On January 2nd I wrote about an electronic health records (EHRs) suite designed for mental health counselors. I even joked that perhaps a future version would include a mental health counselor chatbot. The following is what I had to say on the matter:
If you’re old enough, you may recall the old group therapy sessions in the 1970’s television show, Bob Newhart. Dr. Hartley (Bob Newhart) was a psychologist whose patients would go around the room and discuss things that happened to them the previous week. They all seemed more eccentric than depressed. Dr. Hartley would often ask in his monotone voice “and how does that make you feel?” Maybe the next generation of remote mental health EHRs will include an artificial intelligence chatbot that mimics Newhart’s monotone voice and engages with patients without human involvement.
Imagine my surprise when I ran across an article about a firm that has developed such a chatbot. In the article “A Mental Health Service Used an AI Chatbot Without Telling Anyone,” nearly 4,000 people spoke with the chatbot but didn’t apparently realize it wasn’t human.
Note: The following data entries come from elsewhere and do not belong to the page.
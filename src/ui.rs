use ratatui::{
    Frame,
    layout::{Constraint, Layout, Rect},
    style::{Style, Stylize},
    text::Line,
    widgets::{Cell as UICell, Paragraph, Row, Table},
};
use tracing::{error, trace};

use crate::domain::{HELP_TEXT, Message, TableConfig};
use crate::model::{Column, TableModel};
use crate::render::{RedrawCounter, get_visible_name};

pub const STATUSLINE_HEIGHT: u16 = 1;
pub const TABLE_HEADER_HEIGHT: u16 = 1;
pub const COLUMN_SPACING: u16 = 1;
pub const COLUMN_WIDTH_MARGIN: usize = 1;

#[derive(Debug, PartialEq, Clone, Copy)]
pub enum ViewStatus {
    RUNNING,
    QUITTING,
}

/// Header cell position from the last draw.
#[derive(Debug, Clone, Copy)]
struct HeaderSpan {
    column: usize,
    x_begin: u16,
    x_end: u16,
}

/// Terminal view of a [`TableModel`]. Keeps the cursor and scroll state and
/// turns messages into sort requests on the model.
pub struct TableUI {
    name: String,
    status: ViewStatus,
    max_column_width: usize,
    selected_column: usize,
    offset_column: usize,
    offset_row: usize,
    table_height: usize,
    header_y: u16,
    header_spans: Vec<HeaderSpan>,
    status_message: String,
    redraws: RedrawCounter,
    seen_redraws: usize,
    dirty: bool,
}

impl TableUI {
    pub fn new(name: impl Into<String>, cfg: &TableConfig, redraws: RedrawCounter) -> Self {
        Self {
            name: name.into(),
            status: ViewStatus::RUNNING,
            max_column_width: cfg.max_column_width,
            selected_column: 0,
            offset_column: 0,
            offset_row: 0,
            table_height: 0,
            header_y: 0,
            header_spans: Vec::new(),
            status_message: HELP_TEXT.to_string(),
            redraws,
            seen_redraws: 0,
            dirty: true,
        }
    }

    pub fn status(&self) -> ViewStatus {
        self.status
    }

    pub fn selected_column(&self) -> usize {
        self.selected_column
    }

    pub fn status_message(&self) -> &str {
        &self.status_message
    }

    /// True if the model asked for a redraw or a message changed the view.
    pub fn needs_redraw(&mut self) -> bool {
        let redraws = self.redraws.count();
        if redraws != self.seen_redraws {
            self.seen_redraws = redraws;
            self.dirty = true;
        }
        std::mem::take(&mut self.dirty)
    }

    pub fn update(&mut self, model: &mut TableModel, message: Message) {
        trace!("Update: {message:?}");
        let ncolumns = model.columns().count();
        let nrows = model.row_count();
        let page = std::cmp::max(self.table_height, 1);
        match message {
            Message::Quit => self.status = ViewStatus::QUITTING,
            Message::MoveLeft => self.selected_column = self.selected_column.saturating_sub(1),
            Message::MoveRight => {
                self.selected_column =
                    std::cmp::min(self.selected_column + 1, ncolumns.saturating_sub(1))
            }
            Message::MoveUp => self.scroll_up(1),
            Message::MoveDown => self.scroll_down(1, nrows),
            Message::MovePageUp => self.scroll_up(page),
            Message::MovePageDown => self.scroll_down(page, nrows),
            Message::SortSelected => self.sort_column(model, self.selected_column),
            Message::Click(x, y) => {
                if let Some(column) = self.header_column_at(x, y) {
                    self.selected_column = column;
                    self.sort_column(model, column);
                }
            }
            Message::Resize(width, height) => {
                trace!("UI was resized to w:{width}, h:{height}");
            }
        }
        self.dirty = true;
    }

    fn scroll_up(&mut self, size: usize) {
        self.offset_row = self.offset_row.saturating_sub(size);
    }

    fn scroll_down(&mut self, size: usize, nrows: usize) {
        let last = nrows.saturating_sub(std::cmp::max(self.table_height, 1));
        self.offset_row = std::cmp::min(self.offset_row + size, last);
    }

    fn header_column_at(&self, x: u16, y: u16) -> Option<usize> {
        if y != self.header_y {
            return None;
        }
        self.header_spans
            .iter()
            .find(|s| s.x_begin <= x && x < s.x_end)
            .map(|s| s.column)
    }

    fn sort_column(&mut self, model: &mut TableModel, column: usize) {
        let Some((field, _)) = model.columns().get_index(column) else {
            return;
        };
        let field = field.to_string();
        match model.toggle_sort(&field) {
            Ok(order) => {
                self.offset_row = 0;
                self.status_message =
                    format!("Sorted by {field} ({} rows moved)", order.changed_count());
            }
            Err(e) => {
                error!("Sorting by {field} failed: {e}");
                self.status_message = format!("Error: {e}");
            }
        }
    }

    fn column_width(&self, column: &Column) -> u16 {
        // One extra character for the sort marker.
        let width = std::cmp::max(column.field().chars().count() + 1, column.max_width())
            + COLUMN_WIDTH_MARGIN;
        u16::try_from(std::cmp::min(width, self.max_column_width)).unwrap_or(u16::MAX)
    }

    /// Columns (index, width) that fit into `width`, starting at the column
    /// offset. Moves the offset until the selected column is visible.
    fn visible_columns(&mut self, model: &TableModel, width: u16) -> Vec<(usize, u16)> {
        let widths = model.columns().map(|_, c| self.column_width(c));
        if widths.is_empty() {
            return Vec::new();
        }
        self.selected_column = std::cmp::min(self.selected_column, widths.len() - 1);
        self.offset_column = std::cmp::min(self.offset_column, self.selected_column);
        loop {
            let mut used = 0;
            let mut visible = Vec::new();
            for (idx, &w) in widths.iter().enumerate().skip(self.offset_column) {
                if used + w > width {
                    // Add the last partial visible column
                    if used < width {
                        visible.push((idx, width - used));
                    }
                    break;
                }
                visible.push((idx, w));
                used += w + COLUMN_SPACING;
            }
            let shows_selected = visible
                .iter()
                .any(|&(idx, w)| idx == self.selected_column && w == widths[idx]);
            if shows_selected || self.offset_column == self.selected_column {
                return visible;
            }
            self.offset_column += 1;
        }
    }

    pub fn draw(&mut self, model: &TableModel, frame: &mut Frame) {
        let [table_area, status_area] =
            Layout::vertical([Constraint::Min(1), Constraint::Length(STATUSLINE_HEIGHT)])
                .areas(frame.area());
        self.table_height = table_area.height.saturating_sub(TABLE_HEADER_HEIGHT) as usize;
        self.draw_table(model, frame, table_area);

        let status = Line::from(vec![
            format!(" {} ", self.name).bold(),
            format!("[{} rows] ", model.row_count()).into(),
            self.status_message.clone().into(),
        ]);
        frame.render_widget(Paragraph::new(status).reversed(), status_area);
    }

    fn draw_table(&mut self, model: &TableModel, frame: &mut Frame, area: Rect) {
        let visible = self.visible_columns(model, area.width);
        self.header_y = area.y;
        self.header_spans.clear();
        let mut x = area.x;
        for &(column, w) in &visible {
            self.header_spans.push(HeaderSpan {
                column,
                x_begin: x,
                x_end: x + w,
            });
            x += w + COLUMN_SPACING;
        }

        let columns: Vec<&Column> = visible
            .iter()
            .filter_map(|&(idx, _)| model.columns().get_index(idx).map(|(_, c)| c))
            .collect();

        let header = Row::new(visible.iter().zip(&columns).map(|(&(idx, w), c)| {
            let marker = if model.last_sort() == Some(c.field()) { "*" } else { "" };
            let name = get_visible_name(&format!("{}{marker}", c.field()), w as usize);
            let style = if idx == self.selected_column {
                Style::new().bold().reversed()
            } else {
                Style::new().bold()
            };
            UICell::from(name).style(style)
        }));

        let rbegin = self.offset_row;
        let rend = std::cmp::min(rbegin + self.table_height, model.row_count());
        let rows = (rbegin..rend).map(|ridx| {
            Row::new(
                visible
                    .iter()
                    .zip(&columns)
                    .map(|(&(_, w), c)| get_visible_name(c.cells()[ridx].display(), w as usize)),
            )
        });

        let widths = visible.iter().map(|&(_, w)| Constraint::Length(w));
        let table = Table::new(rows, widths)
            .header(header)
            .column_spacing(COLUMN_SPACING);
        frame.render_widget(table, area);
    }
}
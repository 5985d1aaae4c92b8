use serde_json::Value;
use std::fs;
use std::io::ErrorKind;
use std::path::{Path, PathBuf};
use std::time::Instant;
use tracing::{debug, info};

use crate::container::{RawValue, Record};
use crate::domain::TableError;

#[derive(Debug, PartialEq)]
enum FileType {
    JSON,
    JSONL,
}

#[derive(Debug)]
pub struct FileInfo {
    pub path: PathBuf,
    pub file_size: u64,
    file_type: FileType,
}

/// Expands `~` and environment variables in a user supplied path.
pub fn expand_path(raw: &str) -> Result<PathBuf, TableError> {
    let expanded =
        shellexpand::full(raw).map_err(|e| TableError::LoadingFailed(e.to_string()))?;
    Ok(PathBuf::from(expanded.as_ref()))
}

/// Reads all records of a `.json` (one array) or `.jsonl`/`.ndjson` (one
/// value per line) file. The first value is the header.
pub fn load_records(path: &Path) -> Result<Vec<Record>, TableError> {
    let file_info = get_file_info(path.to_path_buf())?;
    let start_time = Instant::now();
    let content = fs::read_to_string(&file_info.path)?;

    let values = match file_info.file_type {
        FileType::JSON => match serde_json::from_str::<Value>(&content)? {
            Value::Array(values) => values,
            other => {
                return Err(TableError::MalformedRecord(format!(
                    "expected an array of records, got {}",
                    type_name(&other)
                )));
            }
        },
        FileType::JSONL => content
            .lines()
            .filter(|l| !l.trim().is_empty())
            .map(serde_json::from_str::<Value>)
            .collect::<Result<Vec<_>, _>>()?,
    };

    let records = parse_records(values)?;
    info!(
        "Read {} records ({} bytes) from {:?} in {}ms",
        records.len(),
        file_info.file_size,
        file_info.path,
        start_time.elapsed().as_millis()
    );
    Ok(records)
}

/// Turns raw JSON values into records. The header may be given either as an
/// object whose keys are the fields or as an array of field names.
pub fn parse_records(values: Vec<Value>) -> Result<Vec<Record>, TableError> {
    let mut values = values.into_iter();
    let Some(header) = values.next() else {
        return Ok(Vec::new());
    };
    let header = match header {
        Value::Array(names) => header_from_names(names)?,
        other => Record::try_from(other)?,
    };
    debug!("Header fields: {:?}", header.keys());

    std::iter::once(Ok(header))
        .chain(values.map(Record::try_from))
        .collect()
}

fn header_from_names(names: Vec<Value>) -> Result<Record, TableError> {
    names
        .into_iter()
        .map(|name| match name {
            Value::String(s) => Ok((s, RawValue::Absent)),
            other => Err(TableError::MalformedRecord(format!(
                "header field names must be strings, got {other}"
            ))),
        })
        .collect()
}

fn type_name(value: &Value) -> &'static str {
    match value {
        Value::Null => "null",
        Value::Bool(_) => "a boolean",
        Value::Number(_) => "a number",
        Value::String(_) => "a string",
        Value::Array(_) => "an array",
        Value::Object(_) => "an object",
    }
}

fn detect_file_type(path: &Path) -> Result<FileType, TableError> {
    match path
        .extension()
        .and_then(|s| s.to_str())
        .map(|s| s.to_uppercase())
        .as_deref()
    {
        Some("JSON") => Ok(FileType::JSON),
        Some("JSONL") | Some("NDJSON") => Ok(FileType::JSONL),
        _ => Err(TableError::UnknownFileType),
    }
}

fn get_file_info(path: PathBuf) -> Result<FileInfo, TableError> {
    let metadata = fs::metadata(&path).map_err(|e| match e.kind() {
        ErrorKind::NotFound => TableError::FileNotFound,
        ErrorKind::PermissionDenied => TableError::PermissionDenied,
        _ => TableError::IoError(e),
    })?;
    if !metadata.is_file() {
        return Err(TableError::LoadingFailed("Not a file!".into()));
    }

    let file_size = metadata.len();
    let file_type = detect_file_type(&path)?;

    Ok(FileInfo {
        path,
        file_size,
        file_type,
    })
}

#[cfg(test)]
mod tests {
    use super::*;
    use pretty_assertions::assert_eq;
    use std::io::Write;

    fn write_file(suffix: &str, content: &str) -> tempfile::NamedTempFile {
        let mut file = tempfile::Builder::new().suffix(suffix).tempfile().unwrap();
        file.write_all(content.as_bytes()).unwrap();
        file
    }

    #[test]
    fn loads_json_array_with_object_header() {
        let file = write_file(
            ".json",
            r#"[{"name": null, "price": null}, {"name": "Foo", "price": "12"}]"#,
        );
        let records = load_records(file.path()).unwrap();
        assert_eq!(records.len(), 2);
        assert_eq!(records[0].keys(), vec!["name".to_string(), "price".to_string()]);
        assert_eq!(records[1].get("price"), Some(&RawValue::from("12")));
    }

    #[test]
    fn header_may_list_field_names() {
        let file = write_file(".json", r#"[["price", "name"], {"name": "Foo", "price": 3}]"#);
        let records = load_records(file.path()).unwrap();
        assert_eq!(records[0].keys(), vec!["price".to_string(), "name".to_string()]);
        assert!(records[0].values().all(RawValue::is_absent));
    }

    #[test]
    fn loads_json_lines() {
        let file = write_file(".jsonl", "[\"a\", \"b\"]\n\n{\"a\": 1, \"b\": 2}\n{\"a\": 3}\n");
        let records = load_records(file.path()).unwrap();
        assert_eq!(records.len(), 3);
        assert_eq!(records[2].get("a"), Some(&RawValue::from(3_i64)));
    }

    #[test]
    fn rejects_non_array_document() {
        let file = write_file(".json", r#"{"name": "Foo"}"#);
        let err = load_records(file.path()).unwrap_err();
        assert!(matches!(err, TableError::MalformedRecord(ref m) if m.contains("an object")));
    }

    #[test]
    fn rejects_non_string_header_names() {
        let err = parse_records(vec![serde_json::json!(["a", 1])]).unwrap_err();
        assert!(matches!(err, TableError::MalformedRecord(_)));
    }

    #[test]
    fn rejects_invalid_json() {
        let file = write_file(".json", "[{");
        assert!(matches!(
            load_records(file.path()),
            Err(TableError::JsonError(_))
        ));
    }

    #[test]
    fn missing_file_is_reported() {
        let err = load_records(Path::new("/definitely/not/here.json")).unwrap_err();
        assert!(matches!(err, TableError::FileNotFound));
    }

    #[test]
    fn unknown_extension_is_rejected() {
        let file = write_file(".csv", "name,price\n");
        assert!(matches!(
            load_records(file.path()),
            Err(TableError::UnknownFileType)
        ));
    }

    #[test]
    fn empty_input_gives_no_records() {
        assert!(parse_records(Vec::new()).unwrap().is_empty());
    }

    #[test]
    fn plain_paths_are_kept() {
        let expanded = expand_path("plain/products.json").unwrap();
        assert_eq!(expanded, PathBuf::from("plain/products.json"));
    }
}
Per New Scientist, the free mental health service Koko used a chatbot powered by GPT-3, a publicly available AI built by OpenAI, to provide words of support and encouragement. Founder Rob Morris then explained what happened in a Twitter thread late last week.
“We used a ‘co-pilot’ approach, with humans supervising the AI as needed,” he wrote. “We did this on about 30,000 messages.”
Here is the kicker. Users rated the AI chatbots higher than similar counseling by humans. However, their opinions changed once they realized they weren’t speaking with real people.
The good news is that messages composed by AI (and supervised by humans) were “rated significantly higher than those written by humans on their own” and response times improved by 50%.
The bad news? Once people realized the responses were crafted by machines, their responses weren’t considered useful by users. “[The advice] sounds inauthentic,” Morris said, noting the problem might have been that AI wasn’t “expending” any effort.
According to InsideHook:
Morris said this might be an area where humans will always have an advantage.
Depending on the type of problem there may be a place for a mental health AI chatbot but it would depend on the patient. Those who are lonely and mainly want a sympathetic ear would likely not benefit. Those who want straightforward advice or encouragement may benefit. In all seriousness, I do not believe this idea is going to go away. A couple weeks ago I called Home Depot to see if they still had any discounted Christmas lights in stock. A chatbot took my call and asked if I wanted it to text me a link of the remaining inventory of Christmas decorations. It was faster, easier and more accurate than speaking with a human from that department.